* _Task_
Scan the records below. Copy every line in which the word "impl" appears.

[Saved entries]
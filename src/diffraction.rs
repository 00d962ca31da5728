//! Far-field intensity of an aperture mask.
//!
//! In the Fraunhofer regime the field on the observation plane is the Fourier transform of the
//! aperture transmittance, so the pattern is computed entirely in pixel space. No wavelength or
//! distance enters the transform; they only relabel the axes (see [`SimulationGrid::observation_axis`]).
//!
//! [`SimulationGrid::observation_axis`]: crate::grid::SimulationGrid::observation_axis

use crate::error::{Error, Result};
use crate::fft2::{fft2, fft2_shift_inplace};
use crate::mask::ApertureMask;
use ndarray::Array2;
use num_complex::Complex;
use serde::{Deserialize, Serialize};

/// How intensity values are presented.
#[derive(Clone, Copy, Debug, PartialEq, Eq, Serialize, Deserialize)]
#[serde(rename_all = "snake_case")]
pub enum IntensityScale {
    /// `|F|²`
    Linear,
    /// `ln(1 + |F|²)`, natural log.
    Log1p,
}

impl IntensityScale {
    pub fn apply(self, intensity: f64) -> f64 {
        match self {
            IntensityScale::Linear => intensity,
            IntensityScale::Log1p => intensity.ln_1p(),
        }
    }
}

/// The complex far field of a mask.
///
/// DC value is centered. That is it is at len/2 on each axis.
#[derive(Clone, Debug)]
pub struct DiffractionField {
    pub values: Array2<Complex<f64>>,
}

impl DiffractionField {
    /// Sum of the squared norm of the field.
    ///
    /// The transform is unnormalised, so this is `N·M` times the summed squared transmittance.
    pub fn power(&self) -> f64 {
        self.values.iter().fold(0.0, |sum, &v| sum + v.norm_sqr())
    }

    pub fn intensity(&self, scale: IntensityScale) -> IntensityPattern {
        IntensityPattern {
            values: self.values.mapv(|v| scale.apply(v.norm_sqr())),
            scale,
        }
    }
}

/// Squared magnitude of a [`DiffractionField`], possibly log compressed. Every value is `>= 0`.
#[derive(Clone, Debug)]
pub struct IntensityPattern {
    pub values: Array2<f64>,
    pub scale: IntensityScale,
}

impl IntensityPattern {
    pub fn peak(&self) -> f64 {
        self.values.iter().fold(0.0, |max: f64, &v| v.max(max))
    }

    /// Index of the first maximum in row-major order.
    pub fn argmax(&self) -> (usize, usize) {
        let mut best = ((0, 0), f64::NEG_INFINITY);
        for (idx, &v) in self.values.indexed_iter() {
            if v > best.1 {
                best = (idx, v);
            }
        }
        best.0
    }

    /// Pattern divided by its peak. An all-zero pattern is returned unchanged.
    pub fn normalised(&self) -> IntensityPattern {
        let peak = self.peak();
        if peak <= 0.0 {
            return self.clone();
        }
        IntensityPattern {
            values: self.values.mapv(|v| v / peak),
            scale: self.scale,
        }
    }
}

/// Centred 2D DFT of the mask.
pub fn diffraction_field(mask: &ApertureMask) -> Result<DiffractionField> {
    if mask.values.is_empty() {
        return Err(Error::InvalidParameter("mask has no samples".into()));
    }
    if let Some(v) = mask.values.iter().find(|v| !v.is_finite()) {
        return Err(Error::ComputationFailure(format!(
            "mask contains a non-finite value: {}",
            v
        )));
    }

    let mut values = fft2(mask.values.mapv(|v| Complex::new(v, 0.0)));
    fft2_shift_inplace(values.view_mut());

    if values.iter().any(|v| !v.re.is_finite() || !v.im.is_finite()) {
        return Err(Error::ComputationFailure(
            "transform produced a non-finite value".into(),
        ));
    }

    let field = DiffractionField { values };
    log::debug!(
        "far field: {:?} power:{}",
        field.values.shape(),
        field.power()
    );
    Ok(field)
}

/// Intensity pattern of the mask, `|F|²` or `ln(1 + |F|²)`.
pub fn diffract(mask: &ApertureMask, scale: IntensityScale) -> Result<IntensityPattern> {
    Ok(diffraction_field(mask)?.intensity(scale))
}

#[cfg(test)]
mod tests {
    use super::{diffract, diffraction_field, IntensityScale};
    use crate::error::Error;
    use crate::grid::SimulationGrid;
    use crate::mask::{generate, ApertureMask, ApertureSpec, ShapeKind};
    use ndarray::Array2;

    fn delta(n: usize) -> ApertureMask {
        let grid = SimulationGrid::pixels(n);
        let mut values = Array2::zeros([n, n]);
        values[[grid.center(), grid.center()]] = 1.0;
        ApertureMask { values, grid }
    }

    #[test]
    fn centred_delta_gives_a_flat_pattern() {
        for &n in &[16usize, 17, 64] {
            let pattern = diffract(&delta(n), IntensityScale::Linear).unwrap();
            for &v in pattern.values.iter() {
                assert!((v - 1.0).abs() < 1e-9, "n = {}: {}", n, v);
            }
        }
    }

    #[test]
    fn uniform_mask_lands_on_the_centre() {
        for &n in &[8usize, 9] {
            let grid = SimulationGrid::pixels(n);
            let mask = ApertureMask {
                values: Array2::from_elem([n, n], 1.0),
                grid,
            };
            let pattern = diffract(&mask, IntensityScale::Linear).unwrap();
            let c = n / 2;
            assert_eq!(pattern.argmax(), (c, c));
            assert!((pattern.values[[c, c]] - (n * n * n * n) as f64).abs() < 1e-6);
            assert!(pattern.values.sum() - pattern.values[[c, c]] < 1e-6);
        }
    }

    #[test]
    fn intensity_is_non_negative() {
        let grid = SimulationGrid::pixels(64);
        for kind in ShapeKind::ALL.iter() {
            let mask = generate(&kind.default_spec(), &grid).unwrap();
            for &scale in &[IntensityScale::Linear, IntensityScale::Log1p] {
                let pattern = diffract(&mask, scale).unwrap();
                assert!(pattern.values.iter().all(|&v| v >= 0.0), "{}", kind);
            }
        }
    }

    #[test]
    fn peak_equals_squared_transmission() {
        let grid = SimulationGrid::pixels(64);
        let mask = generate(&ApertureSpec::Square { side: 12.0 }, &grid).unwrap();
        let pattern = diffract(&mask, IntensityScale::Linear).unwrap();
        assert_eq!(pattern.argmax(), (32, 32));
        assert!((pattern.peak() - 144.0 * 144.0).abs() < 1e-6);

        // Parseval with an unnormalised transform
        let field = diffraction_field(&mask).unwrap();
        assert!((field.power() - 64.0 * 64.0 * 144.0).abs() < 1e-6);
    }

    #[test]
    fn log_scale_preserves_ordering() {
        let grid = SimulationGrid::pixels(32);
        let mask = generate(&ApertureSpec::Circle { radius: 5.0 }, &grid).unwrap();
        let field = diffraction_field(&mask).unwrap();
        let linear = field.intensity(IntensityScale::Linear);
        let log = field.intensity(IntensityScale::Log1p);

        for (&l, &g) in linear.values.iter().zip(log.values.iter()) {
            assert!((g - l.ln_1p()).abs() < 1e-12);
        }
        let lin: Vec<f64> = linear.values.iter().copied().collect();
        let lg: Vec<f64> = log.values.iter().copied().collect();
        for i in (0..lin.len()).step_by(7) {
            for j in (0..lin.len()).step_by(11) {
                if lin[i] >= lin[j] {
                    assert!(lg[i] >= lg[j]);
                }
                if lin[i] > lin[j] * (1.0 + 1e-9) + 1e-12 {
                    assert!(lg[i] > lg[j]);
                }
            }
        }
        assert_eq!(linear.argmax(), log.argmax());
    }

    #[test]
    fn normalised_peak_is_one() {
        let grid = SimulationGrid::pixels(32);
        let mask = generate(&ApertureSpec::Circle { radius: 4.0 }, &grid).unwrap();
        let pattern = diffract(&mask, IntensityScale::Linear).unwrap().normalised();
        assert!((pattern.peak() - 1.0).abs() < 1e-12);

        let dark = ApertureMask {
            values: Array2::zeros([8, 8]),
            grid: SimulationGrid::pixels(8),
        };
        let dark = diffract(&dark, IntensityScale::Linear).unwrap();
        assert_eq!(dark.normalised().values, dark.values);
    }

    #[test]
    fn non_finite_masks_are_rejected() {
        let mut mask = delta(8);
        mask.values[[1, 2]] = f64::NAN;
        assert!(matches!(
            diffract(&mask, IntensityScale::Linear),
            Err(Error::ComputationFailure(_))
        ));
    }

    #[test]
    fn field_does_not_alias_the_mask() {
        let mask = delta(16);
        let before = mask.values.clone();
        let _ = diffract(&mask, IntensityScale::Log1p).unwrap();
        assert_eq!(mask.values, before);
    }
}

* _Exercise solution_
impl IntensityScale {
impl DiffractionField {
impl IntensityPattern {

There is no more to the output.